The Magic of Cooperative Care

Have you ever wondered how zookeeper’s draw blood from a hyena?  How about taking x-rays of a giraffe’s foot?  Did you know you can brush a bear’s teethStingrays can get ultrasounds?  Sounds amazing, right? Many zoos having been using positive reinforcement to teach their animals to happily participate in their care.  The best part?  There is no need to force or restrain them, which helps keep them calm and relaxed. 

Cooperative care, also called husbandry training, focuses on giving animals choice and control during veterinary and grooming procedures.  The animal can choose to participate, and if not, they are not restrained or forced to endure the procedure.  If the animal chooses to participate, they are given control over how to procedure progresses and when it is time to stop or take a break.  By allowing the animal to make choices and control the procedure, they become more confident and willing to participate, even if it becomes uncomfortable. 

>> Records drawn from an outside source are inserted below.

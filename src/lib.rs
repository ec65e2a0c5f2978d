//! A small todo CRUD service: an axum HTTP surface over a SQLite-backed store.

pub mod application;
pub mod domain;
pub mod http;
pub mod infrastructure;
//! Core types and rules for the marks gradebook.
//!
//! This crate is free of database and terminal dependencies. It holds the
//! grade formula, the commit/sort/duplicate rules, the constrained field
//! edits, and the session state object driven by the UI.

pub mod error;
pub mod grade;
pub mod gradebook;
pub mod record;
pub mod session;
pub mod store;
pub mod summary;

pub use error::{Error, Result};
//! Integration tests for `SqliteStore` against an in-memory database.

use marks_core::{
  gradebook::{Gradebook, Year},
  record::{Category, CourseRecord, FieldEdit, Requirement},
  store::GradebookStore,
};

use crate::SqliteStore;

async fn store() -> SqliteStore {
  SqliteStore::open_in_memory()
    .await
    .expect("in-memory store")
}

fn sample_book() -> Gradebook {
  let mut book = Gradebook::new();
  let id = book.add_record(Year::First).unwrap();
  book.edit(Year::First, id, FieldEdit::Subject("Algorithms".into())).unwrap();
  book.edit(Year::First, id, FieldEdit::Category(Category::Major)).unwrap();
  book.edit(Year::First, id, FieldEdit::Requirement(Requirement::Required)).unwrap();
  book.edit(Year::First, id, FieldEdit::Credit(3)).unwrap();
  book.edit(Year::First, id, FieldEdit::Midterm(28)).unwrap();

  let mut pf = CourseRecord::new();
  pf.subject = "Seminar".into();
  pf.apply(FieldEdit::Credit(1));
  pf.apply(FieldEdit::Final(50));
  book.insert(Year::Third, pf).unwrap();
  book
}

// ─── Load ────────────────────────────────────────────────────────────────────

#[tokio::test]
async fn load_without_blob_is_empty() {
  let s = store().await;
  let book = s.load().await.unwrap();
  assert_eq!(book, Gradebook::new());
  assert!(s.raw_blob().await.unwrap().is_none());
}

#[tokio::test]
async fn malformed_blob_falls_back_to_empty() {
  let s = store().await;
  s.put_raw("{not json").await.unwrap();
  assert_eq!(s.load().await.unwrap(), Gradebook::new());

  s.put_raw(r#"{"1": [{"id": 5}]}"#).await.unwrap();
  assert_eq!(s.load().await.unwrap(), Gradebook::new());
}

// ─── Save ────────────────────────────────────────────────────────────────────

#[tokio::test]
async fn save_and_reload() {
  let s = store().await;
  let book = sample_book();
  s.save(&book).await.unwrap();

  let loaded = s.load().await.unwrap();
  assert_eq!(loaded, book);
  assert_eq!(loaded.records(Year::First)[0].subject, "Algorithms");
  assert_eq!(loaded.records(Year::Third)[0].final_exam, 50);
}

#[tokio::test]
async fn save_overwrites_previous_blob() {
  let s = store().await;
  s.save(&sample_book()).await.unwrap();

  let mut book = s.load().await.unwrap();
  book.commit();
  let id = book.records(Year::Third)[0].id;
  book.remove(Year::Third, id);
  s.save(&book).await.unwrap();

  let loaded = s.load().await.unwrap();
  assert!(loaded.records(Year::Third).is_empty());
  assert_eq!(loaded.records(Year::First).len(), 1);
  assert!(loaded.records(Year::First)[0].grade.is_some());
}

#[tokio::test]
async fn raw_blob_is_keyed_by_year_number() {
  let s = store().await;
  s.save(&sample_book()).await.unwrap();

  let raw = s.raw_blob().await.unwrap().unwrap();
  let value: serde_json::Value = serde_json::from_str(&raw).unwrap();
  let years = value.as_object().unwrap();
  assert_eq!(years.len(), 3);
  assert_eq!(years["3"][0]["subject"], "Seminar");
}

#[tokio::test]
async fn file_store_survives_reopen() {
  let dir = std::env::temp_dir().join(format!("marks-test-{}", std::process::id()));
  std::fs::create_dir_all(&dir).unwrap();
  let path = dir.join("reopen.db");
  let _ = std::fs::remove_file(&path);

  let book = sample_book();
  {
    let s = SqliteStore::open(&path).await.unwrap();
    s.save(&book).await.unwrap();
  }
  let s = SqliteStore::open(&path).await.unwrap();
  assert_eq!(s.load().await.unwrap(), book);

  drop(s);
  let _ = std::fs::remove_dir_all(&dir);
}

#[tokio::test]
async fn raw_blob_is_what_save_wrote() {
  let s = store().await;
  let book = sample_book();
  s.save(&book).await.unwrap();
  assert_eq!(s.raw_blob().await.unwrap(), Some(book.to_json().unwrap()));
}
//! [`SqliteStore`] — the SQLite implementation of [`GradebookStore`].

use std::path::Path;

use chrono::Utc;
use rusqlite::OptionalExtension as _;

use marks_core::{gradebook::Gradebook, store::GradebookStore};

use crate::{
  Error, Result,
  encode::{decode_book_lossy, encode_book, encode_dt},
  schema::SCHEMA,
};

/// Key under which the gradebook blob is stored.
pub const GRADEBOOK_KEY: &str = "gradebook";

// ─── Store ───────────────────────────────────────────────────────────────────

/// A gradebook store backed by a single SQLite file.
///
/// Cloning is cheap — the inner connection is reference-counted.
#[derive(Clone)]
pub struct SqliteStore {
  conn: tokio_rusqlite::Connection,
}

impl SqliteStore {
  /// Open (or create) a store at `path` and run schema initialisation.
  pub async fn open(path: impl AsRef<Path>) -> Result<Self> {
    let conn = tokio_rusqlite::Connection::open(path).await?;
    let store = Self { conn };
    store.init_schema().await?;
    Ok(store)
  }

  /// Open an in-memory store — useful for testing.
  pub async fn open_in_memory() -> Result<Self> {
    let conn = tokio_rusqlite::Connection::open_in_memory().await?;
    let store = Self { conn };
    store.init_schema().await?;
    Ok(store)
  }

  async fn init_schema(&self) -> Result<()> {
    self
      .conn
      .call(|conn| {
        conn.execute_batch(SCHEMA)?;
        Ok(())
      })
      .await?;
    Ok(())
  }

  /// Read the raw value for `key`.
  async fn get(&self, key: &'static str) -> Result<Option<String>> {
    let row = self
      .conn
      .call(move |conn| {
        Ok(
          conn
            .query_row(
              "SELECT value FROM kv WHERE key = ?1",
              rusqlite::params![key],
              |row| row.get::<_, String>(0),
            )
            .optional()?,
        )
      })
      .await?;
    Ok(row)
  }

  /// Insert or overwrite `key`.
  async fn put(&self, key: &'static str, value: String) -> Result<()> {
    let at_str = encode_dt(Utc::now());
    self
      .conn
      .call(move |conn| {
        conn.execute(
          "INSERT INTO kv (key, value, updated_at) VALUES (?1, ?2, ?3)
           ON CONFLICT(key) DO UPDATE SET
             value = excluded.value,
             updated_at = excluded.updated_at",
          rusqlite::params![key, value, at_str],
        )?;
        Ok(())
      })
      .await?;
    Ok(())
  }

  /// Overwrite the stored blob verbatim, bypassing serialisation.
  #[cfg(test)]
  pub(crate) async fn put_raw(&self, raw: impl Into<String>) -> Result<()> {
    self.put(GRADEBOOK_KEY, raw.into()).await
  }
}

// ─── GradebookStore impl ─────────────────────────────────────────────────────

impl GradebookStore for SqliteStore {
  type Error = Error;

  async fn load(&self) -> Result<Gradebook> {
    let book = match self.get(GRADEBOOK_KEY).await? {
      Some(raw) => decode_book_lossy(&raw),
      None => {
        tracing::info!("no stored gradebook, starting empty");
        Gradebook::new()
      }
    };
    tracing::info!(records = book.len(), "gradebook loaded");
    Ok(book)
  }

  async fn save(&self, book: &Gradebook) -> Result<()> {
    let raw = encode_book(book)?;
    self.put(GRADEBOOK_KEY, raw).await?;
    tracing::debug!(records = book.len(), "gradebook persisted");
    Ok(())
  }

  async fn raw_blob(&self) -> Result<Option<String>> {
    self.get(GRADEBOOK_KEY).await
  }
}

For example, I despise having my teeth cleaned.  I do it because I know it is important to take care of my teeth, but something about the scraping and high-pitched whirring noises makes me cringe.  Luckily, when I start to feel uncomfortable, I can ask my dental hygienist to stop so I can take a break.  Imagine if you couldn’t ask the person to stop, or if you were strapped to the chair during the appointment.   You might feel stressed, anxious, or scared.   I know I would. 

Unfortunately, our pets do not speak a vocal language like humans do, and many pets can find the vet or groomer, scary and unpredictable.  Dogs especially communicate mostly through scent and subtle body language.  To humans, what looks like quiet acceptance of a vet exam may in fact be a dog experiencing extreme fear.  We see this as a necessary evil and can rationalize the temporary fear and stress because “it has to be done.”  We know our dogs have to get vaccinations to keep them healthy, but our dogs don’t.  Instead, your dog is learning: person in the white coat = they get poked, prodded, and restrained, and this is how negative associations are made. 

Cooperative care aims to change that by teaching dogs what to expect during vet care and grooming, how to communicate when they want to stop, and most importantly, teaching humans to listen to their animals.  It may seem counterintuitive, but by giving your dog the ability to “opt in” and “opt out,” you are working together to accomplish a goal.  Your dog will learn to trust you.  They will be more willing to tolerate temporary discomfort because they know you will listen when they want to stop. 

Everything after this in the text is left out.